This is an example of Anarchist political structures, yeah. Usually thought of as just another band of guerrilla insurgents during the wider revolution in Eastern Europe, this region was surrounded and infiltrated, constantly, by imperialists. Makhno fought the foreign occupying forces of Poland, Austro-Hungary, the Red Army, white Russia, white Ukraine, and the propaganda war against Trotsky.
Though he shared command of the fighters with other comrades, Makhno was the name signed to communiques. Since Makhno appeared to guide the movement in this way and was accountable for the actions of the insurgent army, the revolution was dubbed Makhnovist, thus relegating the ideas of these free councils to platformist obscurity in Anarchist history.
Sadly, this article implies by language choice that Makhnovists were all men. Not so! There were even a general or two who were women. Makhno was very much into inclusion and militantly opposed anti-Semitism both in the movement and as a tactic of opposing forces.
Free Territory (Ukraine) (1918-1921) (from Wikipedia)
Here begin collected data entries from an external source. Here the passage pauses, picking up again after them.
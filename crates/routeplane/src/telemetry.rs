//! Tracing setup driven by configuration

use anyhow::{Context, Result};
use tracing::Level;
use tracing_subscriber::{layer::SubscriberExt, util::SubscriberInitExt, EnvFilter};

use crate::config::{ConfigError, Configuration};
use crate::environment;

/// Trace output settings read from `routeplane.trace.*`.
#[derive(Debug, Clone, Copy, PartialEq, Eq)]
pub struct TraceSettings {
    pub enabled: bool,
    pub level: Level,
    pub show_target: bool,
}

impl Default for TraceSettings {
    fn default() -> Self {
        Self {
            enabled: true,
            level: Level::INFO,
            show_target: false,
        }
    }
}

impl TraceSettings {
    pub fn from_config(config: &Configuration) -> Result<Self, ConfigError> {
        let defaults = Self::default();
        let enabled = if config.contains(environment::TRACE_ENABLED) {
            config.get_bool(environment::TRACE_ENABLED)?
        } else {
            defaults.enabled
        };
        let level = if config.contains(environment::TRACE_LEVEL) {
            config.get_parsed::<Level, _>(environment::TRACE_LEVEL)?
        } else {
            defaults.level
        };
        let show_target = if config.contains(environment::TRACE_SHOW_TARGET) {
            config.get_bool(environment::TRACE_SHOW_TARGET)?
        } else {
            defaults.show_target
        };
        Ok(Self {
            enabled,
            level,
            show_target,
        })
    }

    /// Filter directive used when `RUST_LOG` is not set.
    pub fn directive(&self) -> String {
        if !self.enabled {
            return "off".to_string();
        }
        let level = self.level.as_str().to_ascii_lowercase();
        format!("{level},routeplane={level},tower_http={level}")
    }

    /// Install the global subscriber. `RUST_LOG` takes precedence over the
    /// configured level.
    pub fn init(&self) -> Result<()> {
        tracing_subscriber::registry()
            .with(EnvFilter::try_from_default_env().unwrap_or_else(|_| self.directive().into()))
            .with(tracing_subscriber::fmt::layer().with_target(self.show_target))
            .try_init()
            .context("Failed to install tracing subscriber")
    }
}
//! Message predicates used by `intercept` and `when`

use std::fmt;

use routeplane_sdk::{Body, Message};
use serde_json::Value as JsonValue;

/// The part of a message a predicate inspects.
#[derive(Debug, Clone, PartialEq)]
pub enum Operand {
    Header(String),
    Body,
}

impl Operand {
    /// Resolve against a message. Absent headers and empty bodies are `None`.
    pub fn resolve(&self, message: &Message) -> Option<JsonValue> {
        match self {
            Operand::Header(name) => match message.header(name)? {
                JsonValue::Null => None,
                value => Some(value.clone()),
            },
            Operand::Body => match &message.body {
                Body::Empty | Body::Object(_) => None,
                Body::Json(value) if value.is_null() => None,
                Body::Json(value) => Some(value.clone()),
                other => other.as_text().map(|s| JsonValue::String(s.to_string())),
            },
        }
    }
}

impl fmt::Display for Operand {
    fn fmt(&self, f: &mut fmt::Formatter<'_>) -> fmt::Result {
        match self {
            Operand::Header(name) => write!(f, "header({:?})", name),
            Operand::Body => f.write_str("body()"),
        }
    }
}

/// A boolean test over a message.
#[derive(Debug, Clone, PartialEq)]
pub enum Predicate {
    Equals(Operand, JsonValue),
    NotEquals(Operand, JsonValue),
    IsNull(Operand),
    IsNotNull(Operand),
    Contains(Operand, String),
    StartsWith(Operand, String),
    Not(Box<Predicate>),
    And(Box<Predicate>, Box<Predicate>),
    Or(Box<Predicate>, Box<Predicate>),
}

impl Predicate {
    pub fn matches(&self, message: &Message) -> bool {
        match self {
            Predicate::Equals(op, expected) => op
                .resolve(message)
                .is_some_and(|actual| loosely_equal(&actual, expected)),
            Predicate::NotEquals(op, expected) => !op
                .resolve(message)
                .is_some_and(|actual| loosely_equal(&actual, expected)),
            Predicate::IsNull(op) => op.resolve(message).is_none(),
            Predicate::IsNotNull(op) => op.resolve(message).is_some(),
            Predicate::Contains(op, needle) => op
                .resolve(message)
                .is_some_and(|v| render(&v).contains(needle.as_str())),
            Predicate::StartsWith(op, prefix) => op
                .resolve(message)
                .is_some_and(|v| render(&v).starts_with(prefix.as_str())),
            Predicate::Not(inner) => !inner.matches(message),
            Predicate::And(a, b) => a.matches(message) && b.matches(message),
            Predicate::Or(a, b) => a.matches(message) || b.matches(message),
        }
    }

    pub fn negate(self) -> Predicate {
        Predicate::Not(Box::new(self))
    }

    pub fn and(self, other: Predicate) -> Predicate {
        Predicate::And(Box::new(self), Box::new(other))
    }

    pub fn or(self, other: Predicate) -> Predicate {
        Predicate::Or(Box::new(self), Box::new(other))
    }
}

/// Strings compare case-sensitively; a string and a scalar compare by their
/// rendered form so that header `"3"` equals literal `3`.
fn loosely_equal(actual: &JsonValue, expected: &JsonValue) -> bool {
    actual == expected || render(actual) == render(expected)
}

fn render(value: &JsonValue) -> String {
    match value {
        JsonValue::String(s) => s.clone(),
        other => other.to_string(),
    }
}

impl fmt::Display for Predicate {
    fn fmt(&self, f: &mut fmt::Formatter<'_>) -> fmt::Result {
        match self {
            Predicate::Equals(op, v) => write!(f, "{}.is_equal_to({})", op, v),
            Predicate::NotEquals(op, v) => write!(f, "{}.is_not_equal_to({})", op, v),
            Predicate::IsNull(op) => write!(f, "{}.is_null", op),
            Predicate::IsNotNull(op) => write!(f, "{}.is_not_null", op),
            Predicate::Contains(op, s) => write!(f, "{}.contains({:?})", op, s),
            Predicate::StartsWith(op, s) => write!(f, "{}.starts_with({:?})", op, s),
            Predicate::Not(p) => write!(f, "is_not({})", p),
            Predicate::And(a, b) => write!(f, "({} and {})", a, b),
            Predicate::Or(a, b) => write!(f, "({} or {})", a, b),
        }
    }
}
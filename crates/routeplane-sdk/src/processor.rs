//! Processor trait and closure adapters
//!
//! A processor is the unit of work a topology step performs on an exchange.
//! Topology authors get processors from helpers such as `add_headers`, from
//! registry lookups, or by wrapping a closure.
//!
//! # Example
//!
//! ```ignore
//! use routeplane_sdk::prelude::*;
//!
//! let stamp = FnProcessor::new(|exchange: &mut Exchange| {
//!     exchange.out_mut().set_header("stamped", true);
//!     Ok(())
//! });
//! ```

use std::fmt;
use std::sync::Arc;

use crate::error::ProcessError;
use crate::exchange::Exchange;

/// A unit of work applied to an exchange.
pub trait Processor: Send + Sync {
    /// Process the exchange in place.
    fn process(&self, exchange: &mut Exchange) -> Result<(), ProcessError>;

    /// Name used in logs and route summaries.
    fn name(&self) -> &str {
        "processor"
    }
}

/// Shared processor handle
pub type ProcessorRef = Arc<dyn Processor>;

/// Processor that delegates to a closure for deferred execution.
pub struct FnProcessor<F> {
    name: String,
    func: F,
}

impl<F> FnProcessor<F>
where
    F: Fn(&mut Exchange) -> Result<(), ProcessError> + Send + Sync,
{
    /// Wrap a closure.
    pub fn new(func: F) -> Self {
        Self::named("fn", func)
    }

    /// Wrap a closure under a descriptive name.
    pub fn named(name: impl Into<String>, func: F) -> Self {
        Self {
            name: name.into(),
            func,
        }
    }
}

impl<F> Processor for FnProcessor<F>
where
    F: Fn(&mut Exchange) -> Result<(), ProcessError> + Send + Sync,
{
    fn process(&self, exchange: &mut Exchange) -> Result<(), ProcessError> {
        (self.func)(exchange)
    }

    fn name(&self) -> &str {
        &self.name
    }
}

impl<F> fmt::Debug for FnProcessor<F> {
    fn fmt(&self, f: &mut fmt::Formatter<'_>) -> fmt::Result {
        f.debug_struct("FnProcessor").field("name", &self.name).finish()
    }
}

/// Processor that does nothing.
#[derive(Debug, Clone, Copy, Default)]
pub struct NoopProcessor;

impl Processor for NoopProcessor {
    fn process(&self, _exchange: &mut Exchange) -> Result<(), ProcessError> {
        Ok(())
    }

    fn name(&self) -> &str {
        "noop"
    }
}
//! Engine component registry
//!
//! Components are named objects the engine resolves by key: processors
//! referenced with `process_ref`, beans returned by `lookup`, and anything a
//! registry-lookup capability hands back to a script. Properties are set
//! through [`Component::set_property`], which is how named arguments of a
//! capability call reach the looked-up object.

use std::collections::HashMap;
use std::fmt;
use std::sync::{Arc, PoisonError, RwLock};

use dashmap::DashMap;
use routeplane_sdk::{Exchange, ProcessError, Processor, ProcessorRef};
use serde_json::Value as JsonValue;
use thiserror::Error;

/// Errors raised by property setters
#[derive(Debug, Error)]
pub enum PropertyError {
    #[error("{type_name} has no property `{property}`")]
    Unsupported { type_name: String, property: String },

    #[error("Invalid value for {property}: {message}")]
    InvalidValue { property: String, message: String },
}

/// A named object held by the engine.
pub trait Component: Send + Sync + fmt::Debug {
    /// Type name used in error messages.
    fn type_name(&self) -> &str;

    /// Apply several property setters as one update: either every value is
    /// written or, on error, none is.
    fn set_properties(&self, values: Vec<(String, JsonValue)>) -> Result<(), PropertyError>;

    /// Apply a single property setter.
    fn set_property(&self, name: &str, value: JsonValue) -> Result<(), PropertyError> {
        self.set_properties(vec![(name.to_string(), value)])
    }

    /// Read a property back.
    fn property(&self, _name: &str) -> Option<JsonValue> {
        None
    }

    /// View this component as a processor, if it is one.
    fn as_processor(self: Arc<Self>) -> Option<ProcessorRef> {
        None
    }
}

/// Read side of a component registry.
pub trait ComponentRegistry: Send + Sync {
    fn lookup(&self, key: &str) -> Option<Arc<dyn Component>>;
}

/// Concurrent component registry backed by a `DashMap`.
#[derive(Default)]
pub struct Registry {
    components: DashMap<String, Arc<dyn Component>>,
}

impl Registry {
    pub fn new() -> Self {
        Self::default()
    }

    /// Bind a component under `key`, returning the one it replaced.
    pub fn register(
        &self,
        key: impl Into<String>,
        component: Arc<dyn Component>,
    ) -> Option<Arc<dyn Component>> {
        let key = key.into();
        tracing::debug!(key = %key, type_name = component.type_name(), "Registered component");
        self.components.insert(key, component)
    }

    /// Bind a processor under `key`.
    pub fn register_processor(&self, key: impl Into<String>, processor: ProcessorRef) {
        let key = key.into();
        let component = ProcessorComponent::new(key.clone(), processor);
        self.register(key, Arc::new(component));
    }

    pub fn remove(&self, key: &str) -> Option<Arc<dyn Component>> {
        self.components.remove(key).map(|(_, c)| c)
    }

    pub fn contains(&self, key: &str) -> bool {
        self.components.contains_key(key)
    }

    pub fn keys(&self) -> Vec<String> {
        let mut keys: Vec<String> = self.components.iter().map(|e| e.key().clone()).collect();
        keys.sort();
        keys
    }

    pub fn len(&self) -> usize {
        self.components.len()
    }

    pub fn is_empty(&self) -> bool {
        self.components.is_empty()
    }
}

impl ComponentRegistry for Registry {
    fn lookup(&self, key: &str) -> Option<Arc<dyn Component>> {
        self.components.get(key).map(|entry| Arc::clone(entry.value()))
    }
}

impl fmt::Debug for Registry {
    fn fmt(&self, f: &mut fmt::Formatter<'_>) -> fmt::Result {
        f.debug_struct("Registry").field("keys", &self.keys()).finish()
    }
}

/// A plain property bag with a fixed set of settable properties.
///
/// # Example
///
/// ```ignore
/// let mailer = Bean::new("Mailer").with_property("host", json!("localhost"));
/// mailer.set_property("host", json!("smtp.internal"))?;
/// ```
#[derive(Debug)]
pub struct Bean {
    type_name: String,
    properties: RwLock<HashMap<String, JsonValue>>,
}

impl Bean {
    pub fn new(type_name: impl Into<String>) -> Self {
        Self {
            type_name: type_name.into(),
            properties: RwLock::new(HashMap::new()),
        }
    }

    /// Declare a settable property with its initial value.
    pub fn with_property(self, name: impl Into<String>, initial: JsonValue) -> Self {
        self.properties
            .write()
            .unwrap_or_else(PoisonError::into_inner)
            .insert(name.into(), initial);
        self
    }
}

impl Component for Bean {
    fn type_name(&self) -> &str {
        &self.type_name
    }

    fn set_properties(&self, values: Vec<(String, JsonValue)>) -> Result<(), PropertyError> {
        let mut props = self.properties.write().unwrap_or_else(PoisonError::into_inner);
        if let Some((name, _)) = values.iter().find(|(name, _)| !props.contains_key(name)) {
            return Err(PropertyError::Unsupported {
                type_name: self.type_name.clone(),
                property: name.clone(),
            });
        }
        props.extend(values);
        Ok(())
    }

    fn property(&self, name: &str) -> Option<JsonValue> {
        self.properties
            .read()
            .unwrap_or_else(PoisonError::into_inner)
            .get(name)
            .cloned()
    }
}

/// Registry entry wrapping a processor. Exposes no properties.
pub struct ProcessorComponent {
    name: String,
    processor: ProcessorRef,
}

impl ProcessorComponent {
    pub fn new(name: impl Into<String>, processor: ProcessorRef) -> Self {
        Self {
            name: name.into(),
            processor,
        }
    }
}

impl fmt::Debug for ProcessorComponent {
    fn fmt(&self, f: &mut fmt::Formatter<'_>) -> fmt::Result {
        f.debug_struct("ProcessorComponent")
            .field("name", &self.name)
            .field("processor", &self.processor.name())
            .finish()
    }
}

impl Component for ProcessorComponent {
    fn type_name(&self) -> &str {
        "Processor"
    }

    fn set_properties(&self, values: Vec<(String, JsonValue)>) -> Result<(), PropertyError> {
        match values.into_iter().next() {
            Some((name, _)) => Err(PropertyError::Unsupported {
                type_name: format!("Processor({})", self.name),
                property: name,
            }),
            None => Ok(()),
        }
    }

    fn as_processor(self: Arc<Self>) -> Option<ProcessorRef> {
        Some(Arc::clone(&self.processor))
    }
}

impl Processor for ProcessorComponent {
    fn process(&self, exchange: &mut Exchange) -> Result<(), ProcessError> {
        self.processor.process(exchange)
    }

    fn name(&self) -> &str {
        &self.name
    }
}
In March 1918, Russia (led by the Bolsheviks), the Ukrainian People’s Republic, and the Central Powers, signed the Treaty of Brest-Litovsk to pull Russia out of World War I. The Treaty resulted in the occupation of the territory of the weak Ukrainian state by the German and Austro-Hungarian empires. This was done without consulting Ukrainian population. Various insurgence groups arose, including the Revolutionary Insurrectionary Army of Ukraine, led by the anarcho-communist Nestor Makhno. They won popular support due to their attacks on the Austro-Hungarian puppet-leader Hetman Skoropadsky and the Nationalist Petliurists.
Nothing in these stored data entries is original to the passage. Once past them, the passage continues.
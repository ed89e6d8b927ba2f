//! Route configurator and its long-lived topology session
//!
//! Every `configure` call evaluates against the same [`TopologySession`],
//! shared for the lifetime of the configurator. Capabilities registered by
//! one script are visible to the next unless the session's
//! [`ResetPolicy`] is `per-evaluation`, in which case each `configure` starts
//! a new [`CapabilityScope`] holding only the host registrations. Builders
//! produced earlier keep the scope they were produced in. `let` bindings
//! never outlive the evaluation that made them.

use std::fmt;
use std::str::FromStr;
use std::sync::{Arc, Mutex, MutexGuard, PoisonError};

use super::builder::{RouteDefinitionBuilder, TopologyBlock};
use super::capability::{Args, CapabilityError, CapabilityRegistry, Origin, TypeCatalog, TypeDescriptor};
use super::definition::RouteDefinition;
use super::error::TopologyError;
use super::script::{self, eval::Evaluator, eval::RouteBlock};
use super::value::Value;
use crate::config::{ConfigError, Configuration};
use crate::engine::registry::ComponentRegistry;
use crate::environment;

/// What happens to script-registered capabilities between evaluations.
#[derive(Debug, Clone, Copy, PartialEq, Eq, Default)]
pub enum ResetPolicy {
    #[default]
    Retain,
    PerEvaluation,
}

impl FromStr for ResetPolicy {
    type Err = String;

    fn from_str(s: &str) -> Result<Self, Self::Err> {
        match s.trim().to_ascii_lowercase().as_str() {
            "retain" => Ok(ResetPolicy::Retain),
            "per-evaluation" | "per_evaluation" => Ok(ResetPolicy::PerEvaluation),
            other => Err(format!(
                "unknown reset policy `{}` (expected `retain` or `per-evaluation`)",
                other
            )),
        }
    }
}

impl fmt::Display for ResetPolicy {
    fn fmt(&self, f: &mut fmt::Formatter<'_>) -> fmt::Result {
        match self {
            ResetPolicy::Retain => f.write_str("retain"),
            ResetPolicy::PerEvaluation => f.write_str("per-evaluation"),
        }
    }
}

/// Capabilities visible to the scripts of one session generation.
pub type CapabilityScope = Arc<Mutex<CapabilityRegistry>>;

/// State shared by every evaluation of one configurator.
#[derive(Debug, Default)]
pub struct TopologySession {
    capabilities: CapabilityScope,
    types: TypeCatalog,
    policy: ResetPolicy,
    evaluations: u64,
}

struct Inner {
    session: Mutex<TopologySession>,
    config: Arc<Configuration>,
    components: Arc<dyn ComponentRegistry>,
}

/// Evaluates topology scripts into route definition builders.
#[derive(Clone)]
pub struct RouteConfigurator {
    inner: Arc<Inner>,
}

impl RouteConfigurator {
    /// Create a configurator, reading the reset policy from
    /// `routeplane.topology.session.reset`.
    pub fn new(
        config: Arc<Configuration>,
        components: Arc<dyn ComponentRegistry>,
    ) -> Result<Self, ConfigError> {
        let policy = if config.contains(environment::SESSION_RESET) {
            config.get_parsed::<ResetPolicy, _>(environment::SESSION_RESET)?
        } else {
            ResetPolicy::default()
        };
        Ok(Self::with_policy(config, components, policy))
    }

    pub fn with_policy(
        config: Arc<Configuration>,
        components: Arc<dyn ComponentRegistry>,
        policy: ResetPolicy,
    ) -> Self {
        Self {
            inner: Arc::new(Inner {
                session: Mutex::new(TopologySession {
                    policy,
                    ..TopologySession::default()
                }),
                config,
                components,
            }),
        }
    }

    /// Evaluate a script and return the builder for its route block.
    pub fn configure(&self, source: &str) -> Result<RouteDefinitionBuilder, TopologyError> {
        let parsed = script::parse(source)?;

        let (block, scope) = {
            let mut session = self.session();
            if session.policy == ResetPolicy::PerEvaluation {
                let mut retained = lock_scope(&session.capabilities).clone();
                let dropped = retained.remove_by_origin(Origin::Script);
                if dropped > 0 {
                    tracing::debug!(dropped, "Reset script capabilities");
                }
                session.capabilities = Arc::new(Mutex::new(retained));
            }
            session.evaluations += 1;

            let scope = Arc::clone(&session.capabilities);
            let block = {
                let mut capabilities = lock_scope(&scope);
                let mut evaluator = Evaluator::new(
                    &mut capabilities,
                    &session.types,
                    &self.inner.config,
                    self.inner.components.as_ref(),
                    self,
                );
                evaluator.run_script(&parsed)?
            };
            (block, scope)
        };

        tracing::debug!(line = block.pos.line, statements = block.body.len(), "Route block captured");
        RouteDefinitionBuilder::new(
            Some(TopologyBlock::Script {
                block,
                scope,
                configurator: self.clone(),
            }),
            Arc::clone(&self.inner.components),
        )
    }

    pub(crate) fn evaluate_block(
        &self,
        block: &RouteBlock,
        scope: &CapabilityScope,
    ) -> Result<RouteDefinition, TopologyError> {
        let session = self.session();
        let mut capabilities = lock_scope(scope);
        let mut evaluator = Evaluator::new(
            &mut capabilities,
            &session.types,
            &self.inner.config,
            self.inner.components.as_ref(),
            self,
        );
        evaluator.run_block(block)
    }

    /// Bind a host capability to a component registry lookup.
    pub fn register_lookup(&self, name: &str, key: &str) -> Result<(), CapabilityError> {
        lock_scope(&self.scope()).register_lookup(name, key, Origin::Host)
    }

    /// Bind a host capability to an inline handler.
    pub fn register_inline<F>(&self, name: &str, handler: F) -> Result<(), CapabilityError>
    where
        F: Fn(&Args) -> Result<Value, CapabilityError> + Send + Sync + 'static,
    {
        lock_scope(&self.scope()).register_inline(name, handler, Origin::Host)
    }

    /// Bind a host capability to construction of a type.
    pub fn register_type(
        &self,
        name: &str,
        descriptor: Option<&TypeDescriptor>,
    ) -> Result<(), CapabilityError> {
        lock_scope(&self.scope()).register_type(name, descriptor, Origin::Host)
    }

    /// Make a type available to `register_plugin` in scripts.
    pub fn register_type_descriptor(&self, descriptor: TypeDescriptor) {
        self.session().types.register(descriptor);
    }

    /// Capabilities visible to the next `configure` call.
    pub fn capability_names(&self) -> Vec<String> {
        let scope = self.scope();
        let capabilities = lock_scope(&scope);
        let names = capabilities.names().into_iter().map(str::to_string).collect();
        names
    }

    pub fn reset_policy(&self) -> ResetPolicy {
        self.session().policy
    }

    /// Number of `configure` calls evaluated so far.
    pub fn evaluations(&self) -> u64 {
        self.session().evaluations
    }

    pub fn config(&self) -> &Configuration {
        &self.inner.config
    }

    pub fn components(&self) -> Arc<dyn ComponentRegistry> {
        Arc::clone(&self.inner.components)
    }

    fn session(&self) -> MutexGuard<'_, TopologySession> {
        self.inner
            .session
            .lock()
            .unwrap_or_else(PoisonError::into_inner)
    }

    fn scope(&self) -> CapabilityScope {
        Arc::clone(&self.session().capabilities)
    }
}

fn lock_scope(scope: &CapabilityScope) -> MutexGuard<'_, CapabilityRegistry> {
    scope.lock().unwrap_or_else(PoisonError::into_inner)
}

impl fmt::Debug for RouteConfigurator {
    fn fmt(&self, f: &mut fmt::Formatter<'_>) -> fmt::Result {
        f.debug_struct("RouteConfigurator")
            .field("policy", &self.reset_policy())
            .field("capabilities", &self.capability_names())
            .finish()
    }
}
Although the movement was forced to spend great energy and resources to fight off the invaders, they still managed to carry out a social revolution according to the principles of anarchism.
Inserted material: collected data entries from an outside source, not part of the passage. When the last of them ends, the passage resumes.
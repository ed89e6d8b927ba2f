//! Topology errors

use thiserror::Error;

use super::capability::CapabilityError;
use super::script::ParseError;
use crate::config::ConfigError;

/// Errors raised while building or evaluating a topology
#[derive(Debug, Error)]
pub enum TopologyError {
    #[error("Route builder has no topology block")]
    MissingBlock,

    #[error("Script defines no top-level route block")]
    NoRouteBlock,

    #[error("Script defines {count} top-level route blocks, expected exactly one")]
    MultipleRoutes { count: usize },

    #[error("Misplaced step: {0}")]
    MisplacedStep(String),

    #[error("Invalid endpoint `{uri}`: {reason}")]
    InvalidEndpoint { uri: String, reason: String },

    #[error("Unknown name `{0}`")]
    UnknownName(String),

    #[error("Unknown method `{method}` on {receiver}")]
    UnknownMethod { receiver: &'static str, method: String },

    #[error("`{call}` expects {expected}, found {found}")]
    TypeMismatch {
        call: String,
        expected: &'static str,
        found: &'static str,
    },

    #[error("Expression nests deeper than {limit} levels")]
    NestingTooDeep { limit: usize },

    #[error("Invalid script source: {0}")]
    InvalidSource(String),

    #[error(transparent)]
    Parse(#[from] ParseError),

    #[error(transparent)]
    Capability(#[from] CapabilityError),

    #[error(transparent)]
    Config(#[from] ConfigError),
}
fn at_most_one(call: &str, values: Vec<Value>) -> Result<Option<Value>, TopologyError> {
    if values.len() > 1 {
        return Err(TopologyError::TypeMismatch {
            call: call.to_string(),
            expected: "at most one argument",
            found: "more",
        });
    }
    Ok(values.into_iter().next())
}

fn name_arg<'v>(call: &str, value: &'v Value) -> Result<&'v str, TopologyError> {
    value.as_name().ok_or_else(|| TopologyError::TypeMismatch {
        call: call.to_string(),
        expected: "a string or symbol",
        found: value.kind(),
    })
}

fn text_arg(call: &str, value: &Value) -> Result<String, TopologyError> {
    match value {
        Value::Str(_) | Value::Symbol(_) => Ok(name_arg(call, value)?.to_string()),
        Value::Int(i) => Ok(i.to_string()),
        Value::Float(f) => Ok(f.to_string()),
        Value::Bool(b) => Ok(b.to_string()),
        other => Err(TopologyError::TypeMismatch {
            call: call.to_string(),
            expected: "text",
            found: other.kind(),
        }),
    }
}

fn json_arg(call: &str, value: &Value) -> Result<JsonValue, TopologyError> {
    value.to_json().ok_or_else(|| TopologyError::TypeMismatch {
        call: call.to_string(),
        expected: "plain data",
        found: value.kind(),
    })
}

fn predicate_arg(call: &str, value: Value) -> Result<Predicate, TopologyError> {
    match value {
        Value::Predicate(p) => Ok(p),
        other => Err(TopologyError::TypeMismatch {
            call: call.to_string(),
            expected: "a predicate",
            found: other.kind(),
        }),
    }
}

fn processor_arg(call: &str, value: Value) -> Result<ProcessorRef, TopologyError> {
    match value {
        Value::Processor(p) => Ok(p),
        Value::Component(component) => {
            let found = component.type_name().to_string();
            component.as_processor().ok_or_else(|| {
                tracing::debug!(call, component = %found, "Component is not a processor");
                TopologyError::TypeMismatch {
                    call: call.to_string(),
                    expected: "a processor",
                    found: "component",
                }
            })
        }
        other => Err(TopologyError::TypeMismatch {
            call: call.to_string(),
            expected: "a processor",
            found: other.kind(),
        }),
    }
}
- It seemed as though a giant grate composed of bayonets shuttled back and forth across the region, from North to South and back again, wiping out all traces of creative social construction. [Arshinov]
The Makhnovists aimed for a true social revolution in which the working classes (both urban and rural) could actively manage their own affairs and society. Their social program aimed to eliminate both the state and private property because oppression had its roots in both political and economic power. At the core of their social ideas was the principle of working-class autonomy, the idea that the liberation of working-class people must be done by the working-class people themselves. This vision is at the heart of anarchism and was expressed most elegantly by Makhno:
- Conquer or die– such is the dilemma that faces the Ukrainian peasants and workers at this historic moment . . . But we will not conquer in order to repeat the errors of the past years, the error of putting our fate into the hands of new masters; we will conquer in order to take our destinies into our own hands, to conduct our lives according to our own will and our own conception of the truth.
Around Gulyai-Polye (Makhno’s birthplace), several communes sprang up. Several regional congresses of peasants and workers were organized. A general statute supporting the creation of ‘free soviets’ (elected councils of workers’, soldiers’ and peasants’ delegates) was passed, though little could be done towards its implementation in much of the Ukraine because of the constantly changing battlefront.
The Makhnovist movement consisted almost entirely of poor peasants and in contradiction to the Mensheviks and Bolsheviks, the Makhnovists were very popular. Wherever they came, they were enthusiastically greeted by the population, who provided food, lodging and information on the enemy. The Bolsheviks and Whites relied on terror, imprisoning and killing thousands of peasants.
It is rare for a group of anarchists to be named after an individual. This occurred because the movement, although inspired by Anarchism, contained few people who had solidly defined their anarchist views. The movement encouraged learning and political discussion, but most combatants and supporters still called themselves Makhnovists and the name stuck.
The Makhnovist movement was quite a threat to the Bolsheviks. The Bolsheviks clung to the idea that the “masses” were unable to carry out a social revolution on their own and perform self-management. This was proven wrong by the Makhnovist movement, prompting Bolshevik attacks. Even in the military area it seemed that the anarchist answer was superior. The Makhnovists defeated on several occasions armies up to 30 times their size, and had great morale. The army was organized according to three main principles:
Voluntary enlistment meant that the army was composed only of revolutionary fighters who entered it of their own free will.
The electoral principle meant that the commanders of all units of the army, including the staff, as well as all the men who held other positions in the army, were either elected or accepted by the insurgents of the unit in question or by the whole army.
Self-discipline meant that all the rules of discipline were drawn up by commissions of insurgents, then approved by general assemblies of the various units; once approved, they were rigorously observed on the individual responsibility of each insurgent and each commander.”